Exercise prompt =
Across all the records, filter for lines with the word "struct" and copy them.
Top of Information provided
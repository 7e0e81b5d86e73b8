use error::{ErrorCode, GraphqlError, Pos};
use itertools::Itertools;

#[derive(Debug, thiserror::Error)]
pub enum ParseError {
    #[error("{message}")]
    Syntax { message: String },
    #[error(r#"Unknown operation named "{name}""#)]
    UnknownOperation { name: String },
    #[error("Operation name required in request.")]
    OperationNameRequired,
}

impl ParseError {
    pub fn into_graphql_error(self) -> GraphqlError {
        let code = match &self {
            ParseError::Syntax { .. } => ErrorCode::OperationParsingError,
            ParseError::UnknownOperation { .. } | ParseError::OperationNameRequired => ErrorCode::OperationNotFound,
        };
        GraphqlError::new(self.to_string(), code)
    }
}

/// Where inside a variable's value a coercion failure happened.
#[derive(Debug, Clone, Default)]
pub struct ValuePath(Vec<ValuePathSegment>);

#[derive(Debug, Clone)]
pub enum ValuePathSegment {
    Field(String),
    Index(usize),
}

impl ValuePath {
    pub(crate) fn push(&mut self, segment: impl Into<ValuePathSegment>) {
        self.0.push(segment.into());
    }

    pub(crate) fn pop(&mut self) {
        self.0.pop();
    }

    pub fn is_empty(&self) -> bool {
        self.0.is_empty()
    }
}

impl From<&str> for ValuePathSegment {
    fn from(field: &str) -> Self {
        ValuePathSegment::Field(field.to_string())
    }
}

impl From<usize> for ValuePathSegment {
    fn from(index: usize) -> Self {
        ValuePathSegment::Index(index)
    }
}

impl std::fmt::Display for ValuePath {
    fn fmt(&self, f: &mut std::fmt::Formatter<'_>) -> std::fmt::Result {
        if self.0.is_empty() {
            return Ok(());
        }
        write!(f, " at path '")?;
        for segment in &self.0 {
            match segment {
                ValuePathSegment::Field(field) => write!(f, ".{field}")?,
                ValuePathSegment::Index(index) => write!(f, ".{index}")?,
            }
        }
        write!(f, "'")
    }
}

#[derive(Debug, thiserror::Error)]
pub enum VariableError {
    #[error("Variable ${name} is missing")]
    Missing { name: String, location: Pos },
    #[error("Variable ${name} has an invalid value. Found a null where we expected a '{expected}'{path}")]
    UnexpectedNull {
        name: String,
        expected: String,
        path: ValuePath,
        location: Pos,
    },
    #[error("Variable ${name} has an invalid value. Found a {actual} value where we expected a '{expected}' scalar{path}")]
    IncorrectScalarType {
        name: String,
        actual: &'static str,
        expected: String,
        path: ValuePath,
        location: Pos,
    },
    #[error("Variable ${name} has an invalid value. Found value '{actual}' which cannot be coerced into a '{expected}' scalar{path}")]
    IncorrectScalarValue {
        name: String,
        actual: String,
        expected: String,
        path: ValuePath,
        location: Pos,
    },
    #[error("Variable ${name} has an invalid value. Found a {actual} value where we expected an enum value of '{enum_name}'{path}")]
    IncorrectEnumValueType {
        name: String,
        enum_name: String,
        actual: &'static str,
        path: ValuePath,
        location: Pos,
    },
    #[error("Variable ${name} has an invalid value. Unknown enum value '{value}' for enum '{enum_name}'{path}")]
    UnknownEnumValue {
        name: String,
        enum_name: String,
        value: String,
        path: ValuePath,
        location: Pos,
    },
    #[error("Variable ${name} has an invalid value. Found a {actual} value where we expected a '{expected}' input object{path}")]
    MissingObject {
        name: String,
        expected: String,
        actual: &'static str,
        path: ValuePath,
        location: Pos,
    },
    #[error("Variable ${name} has an invalid value. Input object '{input_object}' does not have a field named '{field}'{path}")]
    UnknownInputField {
        name: String,
        input_object: String,
        field: String,
        path: ValuePath,
        location: Pos,
    },
    #[error("Variable ${name} does not have a valid input type: '{ty}'")]
    InvalidVariableType { name: String, ty: String, location: Pos },
    #[error("Variable ${name} references the unknown type '{ty}'")]
    UnknownType { name: String, ty: String, location: Pos },
}

impl VariableError {
    pub fn location(&self) -> Pos {
        match self {
            VariableError::Missing { location, .. }
            | VariableError::UnexpectedNull { location, .. }
            | VariableError::IncorrectScalarType { location, .. }
            | VariableError::IncorrectScalarValue { location, .. }
            | VariableError::IncorrectEnumValueType { location, .. }
            | VariableError::UnknownEnumValue { location, .. }
            | VariableError::MissingObject { location, .. }
            | VariableError::UnknownInputField { location, .. }
            | VariableError::InvalidVariableType { location, .. }
            | VariableError::UnknownType { location, .. } => *location,
        }
    }

    pub fn into_graphql_error(self) -> GraphqlError {
        let location = self.location();
        GraphqlError::new(self.to_string(), ErrorCode::VariableError).with_location(location)
    }
}

#[derive(Debug, thiserror::Error)]
pub enum BindError {
    #[error("{container} does not have a field named '{name}'")]
    UnknownField {
        container: String,
        name: String,
        location: Pos,
    },
    #[error("The field `{field}` does not have an argument named `{name}`")]
    UnknownArgument { field: String, name: String, location: Pos },
    #[error("Missing argument named '{name}' for field '{field}'")]
    MissingArgument { field: String, name: String, location: Pos },
    #[error("Unknown fragment named '{name}'")]
    UnknownFragment { name: String, location: Pos },
    #[error("Fragment cycle detected: {}", .cycle.iter().join(", "))]
    FragmentCycle { cycle: Vec<String>, location: Pos },
    #[error("Field '{name}' cannot have a selection set, it's a {ty}. Only objects can.")]
    CannotHaveSelectionSet { name: String, ty: String, location: Pos },
    #[error("Leaf field '{name}' must be a scalar or an enum, but is a {ty}.")]
    LeafMustBeAScalarOrEnum { name: String, ty: String, location: Pos },
    #[error("Field '{name}' has type '{ty}' which cannot be used as an output type.")]
    InvalidOutputType { name: String, ty: String, location: Pos },
    #[error("Unknown type named '{name}'")]
    UnknownType { name: String, location: Pos },
    #[error("Queries are not defined on this schema.")]
    NoQueryDefined,
    #[error("Mutations are not defined on this schema.")]
    NoMutationDefined,
    #[error("Subscriptions are not defined on this schema.")]
    NoSubscriptionDefined,
    #[error("Query is nested too deep.")]
    QueryTooDeep,
    #[error("Query contains too many root fields.")]
    QueryContainsTooManyRootFields,
    #[error("Query contains too many aliases.")]
    QueryContainsTooManyAliases,
}

impl BindError {
    pub fn location(&self) -> Option<Pos> {
        match self {
            BindError::UnknownField { location, .. }
            | BindError::UnknownArgument { location, .. }
            | BindError::MissingArgument { location, .. }
            | BindError::UnknownFragment { location, .. }
            | BindError::FragmentCycle { location, .. }
            | BindError::CannotHaveSelectionSet { location, .. }
            | BindError::LeafMustBeAScalarOrEnum { location, .. }
            | BindError::InvalidOutputType { location, .. }
            | BindError::UnknownType { location, .. } => Some(*location),
            BindError::NoQueryDefined
            | BindError::NoMutationDefined
            | BindError::NoSubscriptionDefined
            | BindError::QueryTooDeep
            | BindError::QueryContainsTooManyRootFields
            | BindError::QueryContainsTooManyAliases => None,
        }
    }

    pub fn into_graphql_error(self) -> GraphqlError {
        let location = self.location();
        let error = GraphqlError::new(self.to_string(), ErrorCode::OperationValidationError);
        match location {
            Some(location) => error.with_location(location),
            None => error,
        }
    }
}

#[derive(Debug, thiserror::Error)]
pub enum ComplexityError {
    #[error("Query exceeded complexity limit")]
    ExceedsLimit { cost: u64, limit: u64 },
}

impl ComplexityError {
    pub fn into_graphql_error(self) -> GraphqlError {
        match self {
            ComplexityError::ExceedsLimit { cost, limit } => {
                GraphqlError::new("Query exceeded complexity limit", ErrorCode::OperationValidationError)
                    .with_extension("cost", cost)
                    .with_extension("limit", limit)
            }
        }
    }
}
impl Binder<'_> {
    fn bind_selection_set(
        &mut self,
        object: &ObjectDefinition,
        selection_set: &Positioned<SelectionSet>,
        depth: usize,
    ) -> Result<Vec<BoundField>, BindError> {
        self.max_depth = self.max_depth.max(depth);

        let mut fields = Vec::new();
        for selection in &selection_set.node.items {
            if self.is_skipped(selection.node.directives()) {
                continue;
            }

            match &selection.node {
                Selection::Field(field) => {
                    fields.push(self.bind_field(object, field, depth)?);
                }
                Selection::FragmentSpread(spread) => {
                    let name = &spread.node.fragment_name.node;
                    if self.fragment_stack.iter().any(|candidate| candidate == name.as_str()) {
                        let mut cycle = self.fragment_stack.clone();
                        cycle.push(name.to_string());
                        return Err(BindError::FragmentCycle {
                            cycle,
                            location: spread.pos,
                        });
                    }
                    let fragment = self.fragments.get(name).ok_or_else(|| BindError::UnknownFragment {
                        name: name.to_string(),
                        location: spread.pos,
                    })?;
                    // A type condition naming another concrete type never
                    // applies; the spread is pruned.
                    if fragment.node.type_condition.node.on.node.as_str() != object.name {
                        continue;
                    }
                    self.fragment_stack.push(name.to_string());
                    fields.extend(self.bind_selection_set(object, &fragment.node.selection_set, depth)?);
                    self.fragment_stack.pop();
                }
                Selection::InlineFragment(inline) => {
                    if let Some(condition) = &inline.node.type_condition {
                        if condition.node.on.node.as_str() != object.name {
                            continue;
                        }
                    }
                    fields.extend(self.bind_selection_set(object, &inline.node.selection_set, depth)?);
                }
            }
        }
        Ok(fields)
    }

    fn bind_field(
        &mut self,
        object: &ObjectDefinition,
        field: &Positioned<async_graphql_parser::types::Field>,
        depth: usize,
    ) -> Result<BoundField, BindError> {
        if field.node.alias.is_some() {
            self.aliases += 1;
        }

        let name = field.node.name.node.clone();
        let response_key = field.node.response_key().node.clone();

        if name.as_str() == "__typename" {
            return Ok(BoundField {
                parent_type: object.name.clone(),
                response_key,
                name,
                definition: FieldDefinition::new("__typename", "String!"),
                arguments: Vec::new(),
                pos: field.pos,
                selection_set: Vec::new(),
                pipeline: ResolverPipeline::new(Vec::new().into(), Resolver::Parent),
            });
        }

        let definition = object
            .field_by_name(name.as_str())
            .ok_or_else(|| BindError::UnknownField {
                container: object.name.clone(),
                name: name.to_string(),
                location: field.pos,
            })?
            .clone();

        for (argument_name, _) in &field.node.arguments {
            if !definition.args.contains_key(argument_name.node.as_str()) {
                return Err(BindError::UnknownArgument {
                    field: name.to_string(),
                    name: argument_name.node.to_string(),
                    location: argument_name.pos,
                });
            }
        }
        for (argument_name, argument) in &definition.args {
            let provided = field
                .node
                .arguments
                .iter()
                .any(|(candidate, _)| candidate.node.as_str() == argument_name);
            if !provided && argument.ty.is_non_null() && argument.default_value.is_none() {
                return Err(BindError::MissingArgument {
                    field: name.to_string(),
                    name: argument_name.clone(),
                    location: field.pos,
                });
            }
        }

        let named_type = definition.ty.named_type();
        let field_type = self
            .schema
            .type_by_name(named_type)
            .ok_or_else(|| BindError::UnknownType {
                name: named_type.to_string(),
                location: field.pos,
            })?;

        let has_selection = !field.node.selection_set.node.items.is_empty();
        let selection_set = if field_type.is_leaf() {
            if has_selection {
                return Err(BindError::CannotHaveSelectionSet {
                    name: name.to_string(),
                    ty: field_type.kind().to_string(),
                    location: field.pos,
                });
            }
            Vec::new()
        } else {
            let Some(child_object) = field_type.as_object() else {
                return Err(BindError::InvalidOutputType {
                    name: name.to_string(),
                    ty: named_type.to_string(),
                    location: field.pos,
                });
            };
            if !has_selection {
                return Err(BindError::LeafMustBeAScalarOrEnum {
                    name: name.to_string(),
                    ty: field_type.kind().to_string(),
                    location: field.pos,
                });
            }
            self.bind_selection_set(child_object, &field.node.selection_set, depth + 1)?
        };

        let pipeline = ResolverPipeline::new(self.interceptors.clone(), definition.resolver.clone());

        Ok(BoundField {
            parent_type: object.name.clone(),
            response_key,
            name,
            definition,
            arguments: field.node.arguments.clone(),
            pos: field.pos,
            selection_set,
            pipeline,
        })
    }

    /// `@skip` / `@include` against the coerced variables. Malformed
    /// conditions leave the selection in place.
    fn is_skipped(&self, directives: &[Positioned<Directive>]) -> bool {
        for directive in directives {
            let include = match directive.node.name.node.as_str() {
                "skip" => false,
                "include" => true,
                _ => continue,
            };

            if let Some(condition) = directive.node.get_argument("if") {
                let value = condition
                    .node
                    .clone()
                    .into_const_with(|name| self.variables.get(&name).cloned().ok_or(()))
                    .unwrap_or_default();
                let value = matches!(value, ConstValue::Boolean(true));
                if include != value {
                    return true;
                }
            }
        }

        false
    }
}
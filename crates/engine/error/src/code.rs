#[derive(
    Debug,
    Clone,
    Copy,
    PartialEq,
    Eq,
    serde::Serialize,
    serde::Deserialize,
    strum::Display,
    strum::AsRefStr,
    strum::IntoStaticStr,
)]
#[serde(rename_all = "SCREAMING_SNAKE_CASE")]
#[strum(serialize_all = "SCREAMING_SNAKE_CASE")]
#[non_exhaustive]
pub enum ErrorCode {
    BadRequest,
    InternalServerError,
    // Operation preparation phases
    OperationParsingError,
    OperationNotFound,
    OperationValidationError,
    VariableError,
    // Runtime
    ResolverError,
    // Timeouts & cancellation
    RequestTimeout,
    RequestCancelled,
}

impl ErrorCode {
    /// Whether an error with this code aborts the whole request rather than a
    /// single field.
    pub fn is_request_error(self) -> bool {
        !matches!(self, ErrorCode::ResolverError)
    }
}
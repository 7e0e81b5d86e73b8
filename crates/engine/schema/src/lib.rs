mod config;
mod context;
mod cost;
mod definitions;
mod resolver;
mod type_names;

pub use config::{ComplexityControl, OperationLimits, Settings};
pub use context::{Data, ScopedData};
pub use cost::CostAnnotation;
pub use definitions::{
    EnumDefinition, FieldDefinition, InputObjectDefinition, InputValueDefinition, ObjectDefinition, ScalarDefinition,
    ScalarType, TypeDefinition,
};
pub use resolver::{
    BoxResolverFuture, FieldInterceptor, NextResolver, ResolvedValue, Resolver, ResolverFunction, ResolverInput,
    ResolverPipeline,
};
pub use type_names::{FieldType, WrappingType, WrappingTypeIter};

use std::{ops::Deref, sync::Arc};

use indexmap::IndexMap;

/// The type system one engine executes against.
///
/// Cloning a schema is cheap, so it can be easily shared.
#[derive(Debug, Clone)]
pub struct Schema(Arc<SchemaInner>);

#[derive(Debug)]
pub struct SchemaInner {
    pub types: IndexMap<String, TypeDefinition>,
    pub query_type: String,
    pub mutation_type: Option<String>,
    pub subscription_type: Option<String>,
    pub settings: Settings,
    pub data: Data,
}

impl Deref for Schema {
    type Target = SchemaInner;

    fn deref(&self) -> &Self::Target {
        &self.0
    }
}

impl Schema {
    pub fn builder() -> SchemaBuilder {
        SchemaBuilder::default()
    }

    pub fn type_by_name(&self, name: &str) -> Option<&TypeDefinition> {
        self.types.get(name)
    }

    pub fn object(&self, name: &str) -> Option<&ObjectDefinition> {
        match self.types.get(name) {
            Some(TypeDefinition::Object(object)) => Some(object),
            _ => None,
        }
    }

    pub fn query_root(&self) -> Option<&ObjectDefinition> {
        self.object(&self.query_type)
    }

    pub fn mutation_root(&self) -> Option<&ObjectDefinition> {
        self.object(self.mutation_type.as_deref()?)
    }

    pub fn subscription_root(&self) -> Option<&ObjectDefinition> {
        self.object(self.subscription_type.as_deref()?)
    }
}

/// Schema builder.
///
/// Validating the registered types is the responsibility of whoever builds
/// the schema; the engine only looks types and fields up.
pub struct SchemaBuilder {
    types: IndexMap<String, TypeDefinition>,
    query_type: String,
    mutation_type: Option<String>,
    subscription_type: Option<String>,
    settings: Settings,
    data: Data,
}

impl Default for SchemaBuilder {
    fn default() -> Self {
        SchemaBuilder {
            types: IndexMap::new(),
            query_type: "Query".to_string(),
            mutation_type: None,
            subscription_type: None,
            settings: Settings::default(),
            data: Data::default(),
        }
    }
}

impl SchemaBuilder {
    /// Register a type in the schema. Re-registering a name replaces the
    /// previous definition.
    #[must_use]
    pub fn register(mut self, ty: impl Into<TypeDefinition>) -> Self {
        let ty = ty.into();
        self.types.insert(ty.name().to_string(), ty);
        self
    }

    #[must_use]
    pub fn query_type(mut self, name: impl Into<String>) -> Self {
        self.query_type = name.into();
        self
    }

    #[must_use]
    pub fn mutation_type(mut self, name: impl Into<String>) -> Self {
        self.mutation_type = Some(name.into());
        self
    }

    #[must_use]
    pub fn subscription_type(mut self, name: impl Into<String>) -> Self {
        self.subscription_type = Some(name.into());
        self
    }

    #[must_use]
    pub fn settings(mut self, settings: Settings) -> Self {
        self.settings = settings;
        self
    }

    /// Add global data resolvers can access alongside the request-scoped bag.
    #[must_use]
    pub fn data<D: std::any::Any + Send + Sync>(mut self, data: D) -> Self {
        self.data.insert(data);
        self
    }

    pub fn finish(mut self) -> Schema {
        for scalar in ["String", "Int", "Float", "Boolean", "ID"] {
            if !self.types.contains_key(scalar) {
                self.types
                    .insert(scalar.to_string(), TypeDefinition::Scalar(ScalarDefinition::new(scalar)));
            }
        }

        Schema(Arc::new(SchemaInner {
            types: self.types,
            query_type: self.query_type,
            mutation_type: self.mutation_type,
            subscription_type: self.subscription_type,
            settings: self.settings,
            data: self.data,
        }))
    }
}
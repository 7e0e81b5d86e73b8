use std::sync::Arc;

use async_graphql_parser::types::ExecutableDocument;
use error::{GraphqlError, GraphqlResult};
use operation::{BoundOperation, ComplexityCost, SelectedOperation, Variables};
use schema::{Data, Schema};
use tokio_util::sync::CancellationToken;

use crate::Request;

/// The mutable, request-scoped state threaded through every pipeline stage.
///
/// Each stage reads the artifacts of the stages before it and records its
/// own. Exactly one request context exists per request and it is never shared
/// across requests.
pub struct RequestContext {
    pub schema: Schema,
    pub request: Request,
    /// Raised when the request timed out or the caller went away.
    pub cancellation: CancellationToken,
    /// The request-scoped property bag, seeded from the request's data.
    pub data: Data,
    /// Written by the parse stage.
    pub document: Option<ExecutableDocument>,
    /// Written by the operation resolution stage.
    pub operation: Option<SelectedOperation>,
    /// The coerced variable values, written by the variable coercion stage.
    pub variables: Option<Variables>,
    /// The bound selection tree, written by the bind stage.
    pub bound: Option<Arc<BoundOperation>>,
    /// The computed operation complexity, when complexity control ran.
    pub complexity: Option<ComplexityCost>,
}

impl RequestContext {
    pub(crate) fn new(schema: Schema, mut request: Request, cancellation: CancellationToken) -> Self {
        let data = std::mem::take(&mut request.data);
        RequestContext {
            schema,
            request,
            cancellation,
            data,
            document: None,
            operation: None,
            variables: None,
            bound: None,
            complexity: None,
        }
    }

    pub fn operation(&self) -> GraphqlResult<&SelectedOperation> {
        self.operation.as_ref().ok_or_else(out_of_order)
    }

    pub fn variables(&self) -> GraphqlResult<&Variables> {
        self.variables.as_ref().ok_or_else(out_of_order)
    }

    pub fn bound_operation(&self) -> GraphqlResult<&Arc<BoundOperation>> {
        self.bound.as_ref().ok_or_else(out_of_order)
    }
}

fn out_of_order() -> GraphqlError {
    tracing::error!("a pipeline stage ran before the stage it depends on");
    GraphqlError::internal_server_error()
}
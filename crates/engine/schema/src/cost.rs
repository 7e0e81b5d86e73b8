/// The cost annotation of a field, used for admission control.
///
/// A field's effective cost is its base `complexity` multiplied by the
/// resolved numeric value of each multiplier argument. Multiplier paths
/// address arguments by name, with dotted segments descending into input
/// objects (`"filter.first"`).
#[derive(Debug, Clone)]
pub struct CostAnnotation {
    pub complexity: u64,
    pub multipliers: Vec<String>,
}

impl CostAnnotation {
    pub fn new(complexity: u64) -> Self {
        CostAnnotation {
            complexity,
            multipliers: Vec::new(),
        }
    }

    #[must_use]
    pub fn with_multipliers<S: Into<String>>(mut self, multipliers: impl IntoIterator<Item = S>) -> Self {
        self.multipliers = multipliers.into_iter().map(Into::into).collect();
        self
    }
}
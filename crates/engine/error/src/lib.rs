mod code;
mod path;

pub use async_graphql_parser::Pos;
pub use code::ErrorCode;
pub use path::{ErrorPath, ErrorPathSegment};

use std::borrow::Cow;

pub type GraphqlResult<T> = Result<T, GraphqlError>;

/// A single entry of the `errors` array of a response.
///
/// Request-level errors have no path; field-level errors carry the path of the
/// field whose resolution failed.
#[derive(Debug, Clone)]
pub struct GraphqlError {
    pub message: Cow<'static, str>,
    pub code: ErrorCode,
    pub locations: Vec<Pos>,
    pub path: Option<ErrorPath>,
    // Serialized as a map, but kept as a Vec for efficiency.
    pub extensions: Vec<(Cow<'static, str>, serde_json::Value)>,
}

impl GraphqlError {
    pub fn new(message: impl Into<Cow<'static, str>>, code: ErrorCode) -> Self {
        GraphqlError {
            message: message.into(),
            code,
            locations: Vec::new(),
            path: None,
            extensions: Vec::new(),
        }
    }

    #[must_use]
    pub fn with_location(mut self, location: Pos) -> Self {
        self.locations.push(location);
        self
    }

    #[must_use]
    pub fn with_locations(mut self, locations: impl IntoIterator<Item = Pos>) -> Self {
        self.locations.extend(locations);
        self
    }

    #[must_use]
    pub fn with_path(mut self, path: impl Into<ErrorPath>) -> Self {
        self.path = Some(path.into());
        self
    }

    #[must_use]
    pub fn with_extension(mut self, key: impl Into<Cow<'static, str>>, value: impl Into<serde_json::Value>) -> Self {
        self.extensions.push((key.into(), value.into()));
        self
    }

    // ------------- //
    // Common errors //
    // ------------- //

    pub fn internal_server_error() -> Self {
        GraphqlError::new("Internal server error", ErrorCode::InternalServerError)
    }

    pub fn request_timeout() -> Self {
        GraphqlError::new("Request timed out", ErrorCode::RequestTimeout)
    }

    pub fn request_cancelled() -> Self {
        GraphqlError::new("Request was cancelled", ErrorCode::RequestCancelled)
    }
}

impl std::fmt::Display for GraphqlError {
    fn fmt(&self, f: &mut std::fmt::Formatter<'_>) -> std::fmt::Result {
        self.message.fmt(f)
    }
}

impl std::error::Error for GraphqlError {}

impl serde::Serialize for GraphqlError {
    fn serialize<S: serde::Serializer>(&self, serializer: S) -> Result<S::Ok, S::Error> {
        use serde::ser::SerializeMap;

        let mut map = serializer.serialize_map(None)?;
        map.serialize_entry("message", &self.message)?;
        if !self.locations.is_empty() {
            map.serialize_entry(
                "locations",
                &self.locations.iter().map(|pos| Location(*pos)).collect::<Vec<_>>(),
            )?;
        }
        if let Some(path) = &self.path {
            map.serialize_entry("path", path)?;
        }
        map.serialize_entry("extensions", &Extensions(self))?;
        map.end()
    }
}

struct Location(Pos);

impl serde::Serialize for Location {
    fn serialize<S: serde::Serializer>(&self, serializer: S) -> Result<S::Ok, S::Error> {
        use serde::ser::SerializeMap;

        let mut map = serializer.serialize_map(Some(2))?;
        map.serialize_entry("line", &self.0.line)?;
        map.serialize_entry("column", &self.0.column)?;
        map.end()
    }
}

struct Extensions<'a>(&'a GraphqlError);

impl serde::Serialize for Extensions<'_> {
    fn serialize<S: serde::Serializer>(&self, serializer: S) -> Result<S::Ok, S::Error> {
        use serde::ser::SerializeMap;

        let mut map = serializer.serialize_map(None)?;
        map.serialize_entry("code", &self.0.code)?;
        for (key, value) in &self.0.extensions {
            map.serialize_entry(key, value)?;
        }
        map.end()
    }
}
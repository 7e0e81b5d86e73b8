use std::collections::HashMap;

use async_graphql_parser::{
    parse_query,
    types::{DocumentOperations, ExecutableDocument, FragmentDefinition, OperationDefinition, OperationType},
    Positioned,
};
use async_graphql_value::Name;

use crate::ParseError;

/// The one operation of a request, picked out of a possibly multi-operation
/// document. Immutable once selected.
#[derive(Debug)]
pub struct SelectedOperation {
    pub name: Option<String>,
    pub definition: Positioned<OperationDefinition>,
    pub fragments: HashMap<Name, Positioned<FragmentDefinition>>,
}

impl SelectedOperation {
    pub fn ty(&self) -> OperationType {
        self.definition.node.ty
    }
}

/// Run the external parser over the request text.
pub fn parse_document(query: &str) -> Result<ExecutableDocument, ParseError> {
    parse_query(query).map_err(|err| ParseError::Syntax {
        message: err.to_string(),
    })
}

/// Pick the operation to execute.
///
/// A single-operation document is selected as-is; a name hint that cannot be
/// matched is a hard error either way. Anonymous operations can never be
/// matched by name.
pub fn select_operation(
    document: ExecutableDocument,
    operation_name: Option<&str>,
) -> Result<SelectedOperation, ParseError> {
    let fragments = document.fragments;

    let (name, definition) = if let Some(operation_name) = operation_name.filter(|name| !name.is_empty()) {
        match document.operations {
            DocumentOperations::Single(_) => None,
            DocumentOperations::Multiple(mut operations) => operations
                .remove(operation_name)
                .map(|operation| (Some(operation_name.to_string()), operation)),
        }
        .ok_or_else(|| ParseError::UnknownOperation {
            name: operation_name.to_string(),
        })?
    } else {
        match document.operations {
            DocumentOperations::Single(operation) => (None, operation),
            DocumentOperations::Multiple(operations) if operations.len() == 1 => {
                let (name, operation) = operations.into_iter().next().expect("just checked the length");
                (Some(name.to_string()), operation)
            }
            DocumentOperations::Multiple(_) => return Err(ParseError::OperationNameRequired),
        }
    };

    Ok(SelectedOperation {
        name,
        definition,
        fragments,
    })
}

#[cfg(test)]
mod tests {
    use pretty_assertions::assert_eq;

    use super::*;

    fn select(query: &str, name: Option<&str>) -> Result<SelectedOperation, ParseError> {
        select_operation(parse_document(query).unwrap(), name)
    }

    const TWO_OPERATIONS: &str = "query a { x } query b { y }";

    #[test]
    fn anonymous_single_operation_needs_no_name() {
        let operation = select("{ x }", None).unwrap();
        assert_eq!(operation.name, None);
        assert_eq!(operation.ty(), OperationType::Query);
    }

    #[test]
    fn named_single_operation_is_selected_without_a_hint() {
        let operation = select("mutation doIt { x }", None).unwrap();
        assert_eq!(operation.name.as_deref(), Some("doIt"));
        assert_eq!(operation.ty(), OperationType::Mutation);
    }

    #[test]
    fn multiple_operations_require_a_name() {
        let err = select(TWO_OPERATIONS, None).unwrap_err();
        assert!(matches!(err, ParseError::OperationNameRequired));
    }

    #[test]
    fn matching_name_selects_the_operation() {
        let operation = select(TWO_OPERATIONS, Some("a")).unwrap();
        assert_eq!(operation.name.as_deref(), Some("a"));
    }

    #[test]
    fn unknown_name_is_an_error() {
        let err = select(TWO_OPERATIONS, Some("c")).unwrap_err();
        assert_eq!(err.to_string(), r#"Unknown operation named "c""#);
    }

    #[test]
    fn name_hint_cannot_match_an_anonymous_operation() {
        let err = select("{ x }", Some("a")).unwrap_err();
        assert!(matches!(err, ParseError::UnknownOperation { .. }));
    }

    #[test]
    fn empty_name_hint_counts_as_no_hint() {
        assert!(select("{ x }", Some("")).is_ok());
        assert!(matches!(
            select(TWO_OPERATIONS, Some("")).unwrap_err(),
            ParseError::OperationNameRequired
        ));
    }

    #[test]
    fn syntax_errors_come_from_the_parser() {
        assert!(matches!(
            parse_document("query {").unwrap_err(),
            ParseError::Syntax { .. }
        ));
    }
}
Bottom of Information provided
Expected answer =
pub struct ValuePath(Vec<ValuePathSegment>);
pub struct Schema(Arc<SchemaInner>);
pub struct SchemaInner {
pub struct SchemaBuilder {
pub struct RequestContext {
pub struct CostAnnotation {
pub struct GraphqlError {
struct Location(Pos);
struct Extensions<'a>(&'a GraphqlError);
pub struct SelectedOperation {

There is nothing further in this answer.